## Task objective
Within the records below, reproduce without change the lines from the line that has "let avoid = out.desired_velocity" through the line that has "let kin = Kinematics::new(Vec2::new(7.0, 7.0), Vec2::ZERO, 0.0);", and only those.

Collected data entries:
========================

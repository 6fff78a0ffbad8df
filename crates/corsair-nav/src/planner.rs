//! Path planner — pure seek/arrive steering with predictive avoidance.
//!
//! Maps (current kinematics, goal, nearby obstacles, tuning) to a desired
//! velocity and acceleration. No clamping of the final acceleration
//! happens here; per-axis mapping is the pilot's job.

use glam::Vec2;

use corsair_core::geom::closest_point_on_segment;
use corsair_core::types::{Kinematics, SteeringTuning};

/// Weight floor for repulsion accumulation (squared meters).
const AVOID_EPSILON: f32 = 1e-3;

/// One obstacle sample for avoidance.
#[derive(Debug, Clone, Copy, PartialEq)]
pub struct Obstacle {
    pub position: Vec2,
    pub velocity: Vec2,
    pub radius: f32,
}

/// Input to one planning call.
pub struct PlanRequest<'a> {
    pub kinematics: Kinematics,
    pub goal_position: Vec2,
    pub goal_velocity: Vec2,
    /// Radius inside which approach speed ramps to zero (meters).
    pub arrival_radius: f32,
    /// Nominal speed cap for the seek component (m/s).
    pub max_speed: f32,
    /// Own clearance radius (meters).
    pub avoid_radius: f32,
    /// Motion projection horizon for avoidance (seconds).
    pub look_ahead_secs: f32,
    /// Extra clearance margin (meters).
    pub safe_margin: f32,
    pub obstacles: &'a [Obstacle],
    pub tuning: SteeringTuning,
    /// Fill the `debug` bundle of the result. Never affects control output.
    pub capture_debug: bool,
}

/// Diagnostic bundle; optional, control output is identical without it.
#[derive(Debug, Clone, Default, PartialEq)]
pub struct PlanDebug {
    pub future_position: Vec2,
    pub seek_velocity: Vec2,
    pub avoid_velocity: Vec2,
    pub desired_accel: Vec2,
    /// Indices into the request's obstacle slice that contributed repulsion.
    pub contributing: Vec<usize>,
}

/// Output of one planning call.
#[derive(Debug, Clone, Default, PartialEq)]
pub struct PlanResult {
    pub desired_velocity: Vec2,
    pub desired_accel: Vec2,
    pub debug: Option<PlanDebug>,
}

/// Compute the desired velocity and acceleration for this tick.
pub fn plan(req: &PlanRequest) -> PlanResult {
    let kin = req.kinematics;

    // -- Seek/arrive --
    let to_goal = req.goal_position - kin.position;
    let distance = to_goal.length();
    let dir = if distance > f32::EPSILON {
        to_goal / distance
    } else {
        Vec2::ZERO
    };

    // Fastest relative speed that max forward accel can still cancel
    // over the remaining distance.
    let brake_speed = (2.0 * req.tuning.forward_accel * distance).sqrt();
    let mut rel_speed = brake_speed.min(req.max_speed);
    if req.arrival_radius > f32::EPSILON && distance < req.arrival_radius {
        // Inside the arrival radius, ramp linearly to rest on the point.
        rel_speed *= distance / req.arrival_radius;
    }
    let seek_velocity =
        (req.goal_velocity + dir * rel_speed).clamp_length_max(req.max_speed.max(0.0));

    // -- Predictive avoidance --
    let future_position = kin.position + kin.velocity * req.look_ahead_secs;
    let mut repulsion = Vec2::ZERO;
    let mut total_weight = 0.0;
    let mut contributing = Vec::new();

    for (idx, obs) in req.obstacles.iter().enumerate() {
        let obs_future = obs.position + obs.velocity * req.look_ahead_secs;
        let near = closest_point_on_segment(kin.position, future_position, obs_future);
        let away = near - obs_future;
        let dist_sq = away.length_squared();
        let clear = req.avoid_radius + obs.radius + req.safe_margin;
        if dist_sq >= clear * clear {
            continue;
        }

        let weight = 1.0 / dist_sq.max(AVOID_EPSILON);
        let away_dir = if dist_sq > f32::EPSILON {
            away / dist_sq.sqrt()
        } else if dir.length_squared() > f32::EPSILON {
            // Obstacle dead-center on the path: push perpendicular to it.
            Vec2::new(-dir.y, dir.x)
        } else {
            Vec2::new(1.0, 0.0)
        };
        repulsion += away_dir * weight;
        total_weight += weight;
        if req.capture_debug {
            contributing.push(idx);
        }
    }

    let avoid_velocity = if total_weight > 0.0 {
        (repulsion / total_weight) * req.max_speed
    } else {
        Vec2::ZERO
    };

    // Un-clamped sum: avoidance is allowed to push past nominal max speed.
    let desired_velocity = seek_velocity + avoid_velocity;
    let desired_accel = desired_velocity - kin.velocity;

    let debug = req.capture_debug.then(|| PlanDebug {
        future_position,
        seek_velocity,
        avoid_velocity,
        desired_accel,
        contributing,
    });

    PlanResult {
        desired_velocity,
        desired_accel,
        debug,
    }
}

#[cfg(test)]
mod tests {
    use super::*;
    use corsair_core::constants::*;

    fn tuning() -> SteeringTuning {
        SteeringTuning {
            forward_accel: 80.0,
            reverse_accel: 40.0,
            strafe_accel: 50.0,
            dead_zone: 1.5,
        }
    }

    fn request<'a>(kin: Kinematics, goal: Vec2, obstacles: &'a [Obstacle]) -> PlanRequest<'a> {
        PlanRequest {
            kinematics: kin,
            goal_position: goal,
            goal_velocity: Vec2::ZERO,
            arrival_radius: NAV_ARRIVAL_RADIUS,
            max_speed: NAV_MAX_SPEED,
            avoid_radius: NAV_AVOID_RADIUS,
            look_ahead_secs: NAV_LOOK_AHEAD_SECS,
            safe_margin: NAV_SAFE_MARGIN,
            obstacles,
            tuning: tuning(),
            capture_debug: false,
        }
    }

    #[test]
    fn test_arrive_speed_monotonic_to_zero() {
        // Stationary goal, approach from inside the arrival radius:
        // desired speed must shrink monotonically and hit zero at d=0.
        let mut prev = f32::MAX;
        for i in (0..=10).rev() {
            let d = NAV_ARRIVAL_RADIUS * i as f32 / 10.0;
            let kin = Kinematics::new(Vec2::new(0.0, -d), Vec2::ZERO, 0.0);
            let out = plan(&request(kin, Vec2::ZERO, &[]));
            let speed = out.desired_velocity.length();
            assert!(
                speed <= prev + 1e-4,
                "speed increased approaching goal: {speed} > {prev} at d={d}"
            );
            prev = speed;
        }
        assert!(prev.abs() < 1e-4, "nonzero desired speed at the goal: {prev}");
    }

    #[test]
    fn test_seek_caps_at_max_speed() {
        let kin = Kinematics::new(Vec2::ZERO, Vec2::ZERO, 0.0);
        let out = plan(&request(kin, Vec2::new(0.0, 10_000.0), &[]));
        assert!((out.desired_velocity.length() - NAV_MAX_SPEED).abs() < 1e-3);
    }

    #[test]
    fn test_goal_velocity_matched() {
        // Sitting on a moving goal: desired velocity is the goal's own.
        let kin = Kinematics::new(Vec2::ZERO, Vec2::ZERO, 0.0);
        let mut req = request(kin, Vec2::ZERO, &[]);
        req.goal_velocity = Vec2::new(12.0, 0.0);
        let out = plan(&req);
        assert!((out.desired_velocity - Vec2::new(12.0, 0.0)).length() < 1e-3);
    }

    #[test]
    fn test_obstacle_on_path_repels() {
        // Flying north at speed; a rock sits on the projected path.
        let kin = Kinematics::new(Vec2::ZERO, Vec2::new(0.0, 100.0), 0.0);
        let rock = Obstacle {
            position: Vec2::new(0.0, 100.0),
            velocity: Vec2::ZERO,
            radius: 20.0,
        };
        let out = plan(&request(kin, Vec2::new(0.0, 1_000.0), &[rock]));
        let no_rock = plan(&request(kin, Vec2::new(0.0, 1_000.0), &[]));
        let avoid = out.desired_velocity - no_rock.desired_velocity;
        assert!(
            avoid.length() > 1.0,
            "on-path obstacle produced no repulsion"
        );
        // Repulsion points away from the rock, never toward it.
        assert!(avoid.dot(rock.position - kin.position) <= 0.0);
    }

    #[test]
    fn test_far_obstacle_ignored() {
        let kin = Kinematics::new(Vec2::ZERO, Vec2::new(0.0, 100.0), 0.0);
        let rock = Obstacle {
            position: Vec2::new(2_000.0, 0.0),
            velocity: Vec2::ZERO,
            radius: 20.0,
        };
        let with = plan(&request(kin, Vec2::new(0.0, 1_000.0), &[rock]));
        let without = plan(&request(kin, Vec2::new(0.0, 1_000.0), &[]));
        assert_eq!(with.desired_velocity, without.desired_velocity);
    }

    #[test]
    fn test_zero_to_goal_degenerate() {
        // Already on the goal with no obstacles: nothing to do.
        let kin = Kinematics::new(Vec2::new(7.0, 7.0), Vec2::ZERO, 0.0);
        let out = plan(&request(kin, Vec2::new(7.0, 7.0), &[]));
        assert!(out.desired_velocity.length() < 1e-5);
        assert!(out.desired_accel.length() < 1e-5);
    }

    #[test]
    fn test_debug_bundle_does_not_change_output() {
        let kin = Kinematics::new(Vec2::ZERO, Vec2::new(0.0, 80.0), 0.0);
        let rock = Obstacle {
            position: Vec2::new(5.0, 90.0),
            velocity: Vec2::ZERO,
            radius: 15.0,
        };
        let mut req = request(kin, Vec2::new(0.0, 500.0), std::slice::from_ref(&rock));
        let plain = plan(&req);
        req.capture_debug = true;
        let debugged = plan(&req);
        assert_eq!(plain.desired_velocity, debugged.desired_velocity);
        assert_eq!(plain.desired_accel, debugged.desired_accel);
        let dbg = debugged.debug.expect("debug bundle requested");
        assert_eq!(dbg.contributing, vec![0]);
    }
}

========================

## Your solution
        let avoid = out.desired_velocity - no_rock.desired_velocity;
        assert!(
            avoid.length() > 1.0,
            "on-path obstacle produced no repulsion"
        );
        // Repulsion points away from the rock, never toward it.
        assert!(avoid.dot(rock.position - kin.position) <= 0.0);
    }

    #[test]
    fn test_far_obstacle_ignored() {
        let kin = Kinematics::new(Vec2::ZERO, Vec2::new(0.0, 100.0), 0.0);
        let rock = Obstacle {
            position: Vec2::new(2_000.0, 0.0),
            velocity: Vec2::ZERO,
            radius: 20.0,
        };
        let with = plan(&request(kin, Vec2::new(0.0, 1_000.0), &[rock]));
        let without = plan(&request(kin, Vec2::new(0.0, 1_000.0), &[]));
        assert_eq!(with.desired_velocity, without.desired_velocity);
    }

    #[test]
    fn test_zero_to_goal_degenerate() {
        // Already on the goal with no obstacles: nothing to do.
        let kin = Kinematics::new(Vec2::new(7.0, 7.0), Vec2::ZERO, 0.0);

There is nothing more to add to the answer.